[What to do] In the entries below, every line that contains "human" must be located and copied.

= = = =

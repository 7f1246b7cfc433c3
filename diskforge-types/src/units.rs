//! Byte-size formatting and parsing helpers shared across the workspace.

use num_format::{Locale, ToFormattedString};

const UNITS: &[&str] = &["B", "KB", "MB", "GB", "TB", "PB", "EB", "ZB", "YB"];

/// Convert bytes to a human-readable string, e.g. "1.50 GB".
pub fn format_bytes(bytes: u64, with_raw: bool) -> String {
    let mut val = bytes as f64;
    let mut steps = 0;

    while val > 1024.0 && steps < UNITS.len() - 1 {
        val /= 1024.0;
        steps += 1;
    }

    let unit = UNITS[steps];
    if with_raw {
        format!("{:.2} {} ({} bytes)", val, unit, bytes.to_formatted_string(&Locale::en))
    } else {
        format!("{:.2} {}", val, unit)
    }
}

/// Parse a human-readable size string back into bytes. Accepts both the
/// spaced, two-letter form `format_bytes` produces ("1.50 GB") and the
/// compact single-letter forms vendor tools emit ("500G", "1.5GB").
///
/// Returns `None` for strings with an unrecognized unit or malformed number;
/// callers in the parser layer turn that into a non-fatal Inventory error.
pub fn parse_bytes(pretty: &str) -> Option<u64> {
    let trimmed = pretty.trim();
    let split_at = trimmed
        .find(|c: char| !(c.is_ascii_digit() || c == '.'))
        .unwrap_or(trimmed.len());
    let (number_str, unit) = trimmed.split_at(split_at);
    let unit = unit.trim();
    if number_str.is_empty() || unit.is_empty() {
        return None;
    }

    let mut val: f64 = number_str.parse().ok()?;
    if val < 0.0 {
        return None;
    }

    let unit_upper = unit.to_uppercase();
    let steps = UNITS.iter().position(|u| *u == unit_upper).or_else(|| {
        let first = unit_upper.chars().next()?;
        UNITS.iter().position(|u| u.starts_with(first))
    })?;

    for _ in 0..steps {
        val *= 1024.0;
    }

    Some(val.round() as u64)
}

= = = =

[Output]
/// Convert bytes to a human-readable string, e.g. "1.50 GB".
/// Parse a human-readable size string back into bytes. Accepts both the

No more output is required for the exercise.